About this task.
Nothing in the listing should differ in your copy; retype it all exactly.

Dataset content.
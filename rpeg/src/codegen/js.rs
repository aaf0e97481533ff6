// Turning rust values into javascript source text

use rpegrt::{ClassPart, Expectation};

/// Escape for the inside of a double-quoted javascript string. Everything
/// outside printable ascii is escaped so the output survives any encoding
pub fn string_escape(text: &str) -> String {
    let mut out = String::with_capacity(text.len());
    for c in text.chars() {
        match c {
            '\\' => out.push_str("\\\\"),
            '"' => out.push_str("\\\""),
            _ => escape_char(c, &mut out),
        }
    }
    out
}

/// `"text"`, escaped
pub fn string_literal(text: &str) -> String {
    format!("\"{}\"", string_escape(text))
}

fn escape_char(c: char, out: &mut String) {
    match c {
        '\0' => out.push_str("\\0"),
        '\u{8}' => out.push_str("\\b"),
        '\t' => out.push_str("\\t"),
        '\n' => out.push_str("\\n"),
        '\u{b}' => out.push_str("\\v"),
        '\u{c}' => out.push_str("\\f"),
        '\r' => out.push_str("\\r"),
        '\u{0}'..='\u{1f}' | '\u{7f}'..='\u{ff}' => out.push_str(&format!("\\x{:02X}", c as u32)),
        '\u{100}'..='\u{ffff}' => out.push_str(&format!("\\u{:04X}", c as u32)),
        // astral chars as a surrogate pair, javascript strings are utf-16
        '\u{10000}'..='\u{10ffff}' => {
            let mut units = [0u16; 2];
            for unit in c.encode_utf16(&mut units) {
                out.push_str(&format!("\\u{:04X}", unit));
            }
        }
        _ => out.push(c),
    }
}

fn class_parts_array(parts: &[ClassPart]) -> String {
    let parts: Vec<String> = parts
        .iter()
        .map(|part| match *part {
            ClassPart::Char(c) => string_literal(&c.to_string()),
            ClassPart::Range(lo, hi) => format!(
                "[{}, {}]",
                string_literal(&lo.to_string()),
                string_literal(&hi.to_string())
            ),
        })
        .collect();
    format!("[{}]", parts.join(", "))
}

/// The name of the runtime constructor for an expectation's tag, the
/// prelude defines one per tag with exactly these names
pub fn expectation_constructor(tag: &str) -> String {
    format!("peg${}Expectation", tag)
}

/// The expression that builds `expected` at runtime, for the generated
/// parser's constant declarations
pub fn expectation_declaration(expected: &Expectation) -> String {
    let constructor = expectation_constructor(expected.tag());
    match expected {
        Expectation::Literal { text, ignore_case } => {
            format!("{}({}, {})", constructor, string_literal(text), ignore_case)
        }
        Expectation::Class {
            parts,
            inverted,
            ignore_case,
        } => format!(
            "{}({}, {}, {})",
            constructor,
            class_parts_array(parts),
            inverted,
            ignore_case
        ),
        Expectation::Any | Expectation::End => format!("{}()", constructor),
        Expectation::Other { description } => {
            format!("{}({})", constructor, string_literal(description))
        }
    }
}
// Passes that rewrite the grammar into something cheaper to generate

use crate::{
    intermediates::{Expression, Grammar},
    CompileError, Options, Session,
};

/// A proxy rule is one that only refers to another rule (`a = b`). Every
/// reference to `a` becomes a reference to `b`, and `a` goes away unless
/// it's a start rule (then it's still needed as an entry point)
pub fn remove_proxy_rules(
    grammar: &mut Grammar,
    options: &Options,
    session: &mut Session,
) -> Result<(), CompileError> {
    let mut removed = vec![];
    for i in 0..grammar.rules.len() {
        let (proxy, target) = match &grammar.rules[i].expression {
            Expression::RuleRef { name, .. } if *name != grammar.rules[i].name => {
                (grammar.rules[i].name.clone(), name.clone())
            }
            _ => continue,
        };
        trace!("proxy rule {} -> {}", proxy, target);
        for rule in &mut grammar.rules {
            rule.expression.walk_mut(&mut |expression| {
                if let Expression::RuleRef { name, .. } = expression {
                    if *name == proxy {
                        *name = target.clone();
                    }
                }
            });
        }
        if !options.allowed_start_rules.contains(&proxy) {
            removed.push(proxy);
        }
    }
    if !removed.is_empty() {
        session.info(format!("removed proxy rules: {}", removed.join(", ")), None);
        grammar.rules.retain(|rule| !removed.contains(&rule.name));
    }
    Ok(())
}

Your response.
filename rpeg/src/codegen/js.rs
repository aaf0e97481533ff6
// Turning rust values into javascript source text

use rpegrt::{ClassPart, Expectation};

/// Escape for the inside of a double-quoted javascript string. Everything
/// outside printable ascii is escaped so the output survives any encoding
pub fn string_escape(text: &str) -> String {
    let mut out = String::with_capacity(text.len());
    for c in text.chars() {
        match c {
            '\\' => out.push_str("\\\\"),
            '"' => out.push_str("\\\""),
            _ => escape_char(c, &mut out),
        }
    }
    out
}

/// `"text"`, escaped
pub fn string_literal(text: &str) -> String {
    format!("\"{}\"", string_escape(text))
}

fn escape_char(c: char, out: &mut String) {
    match c {
        '\0' => out.push_str("\\0"),
        '\u{8}' => out.push_str("\\b"),
        '\t' => out.push_str("\\t"),
        '\n' => out.push_str("\\n"),
        '\u{b}' => out.push_str("\\v"),
        '\u{c}' => out.push_str("\\f"),
        '\r' => out.push_str("\\r"),
        '\u{0}'..='\u{1f}' | '\u{7f}'..='\u{ff}' => out.push_str(&format!("\\x{:02X}", c as u32)),
        '\u{100}'..='\u{ffff}' => out.push_str(&format!("\\u{:04X}", c as u32)),
        // astral chars as a surrogate pair, javascript strings are utf-16
        '\u{10000}'..='\u{10ffff}' => {
            let mut units = [0u16; 2];
            for unit in c.encode_utf16(&mut units) {
                out.push_str(&format!("\\u{:04X}", unit));
            }
        }
        _ => out.push(c),
    }
}

fn class_parts_array(parts: &[ClassPart]) -> String {
    let parts: Vec<String> = parts
        .iter()
        .map(|part| match *part {
            ClassPart::Char(c) => string_literal(&c.to_string()),
            ClassPart::Range(lo, hi) => format!(
                "[{}, {}]",
                string_literal(&lo.to_string()),
                string_literal(&hi.to_string())
            ),
        })
        .collect();
    format!("[{}]", parts.join(", "))
}

/// The name of the runtime constructor for an expectation's tag, the
/// prelude defines one per tag with exactly these names
pub fn expectation_constructor(tag: &str) -> String {
    format!("peg${}Expectation", tag)
}

/// The expression that builds `expected` at runtime, for the generated
/// parser's constant declarations
pub fn expectation_declaration(expected: &Expectation) -> String {
    let constructor = expectation_constructor(expected.tag());
    match expected {
        Expectation::Literal { text, ignore_case } => {
            format!("{}({}, {})", constructor, string_literal(text), ignore_case)
        }
        Expectation::Class {
            parts,
            inverted,
            ignore_case,
        } => format!(
            "{}({}, {}, {})",
            constructor,
            class_parts_array(parts),
            inverted,
            ignore_case
        ),
        Expectation::Any | Expectation::End => format!("{}()", constructor),
        Expectation::Other { description } => {
            format!("{}({})", constructor, string_literal(description))
        }
    }
}
// Passes that rewrite the grammar into something cheaper to generate

use crate::{
    intermediates::{Expression, Grammar},
    CompileError, Options, Session,
};

/// A proxy rule is one that only refers to another rule (`a = b`). Every
/// reference to `a` becomes a reference to `b`, and `a` goes away unless
/// it's a start rule (then it's still needed as an entry point)
pub fn remove_proxy_rules(
    grammar: &mut Grammar,
    options: &Options,
    session: &mut Session,
) -> Result<(), CompileError> {
    let mut removed = vec![];
    for i in 0..grammar.rules.len() {
        let (proxy, target) = match &grammar.rules[i].expression {
            Expression::RuleRef { name, .. } if *name != grammar.rules[i].name => {
                (grammar.rules[i].name.clone(), name.clone())
            }
            _ => continue,
        };
        trace!("proxy rule {} -> {}", proxy, target);
        for rule in &mut grammar.rules {
            rule.expression.walk_mut(&mut |expression| {
                if let Expression::RuleRef { name, .. } = expression {
                    if *name == proxy {
                        *name = target.clone();
                    }
                }
            });
        }
        if !options.allowed_start_rules.contains(&proxy) {
            removed.push(proxy);
        }
    }
    if !removed.is_empty() {
        session.info(format!("removed proxy rules: {}", removed.join(", ")), None);
        grammar.rules.retain(|rule| !removed.contains(&rule.name));
    }
    Ok(())
}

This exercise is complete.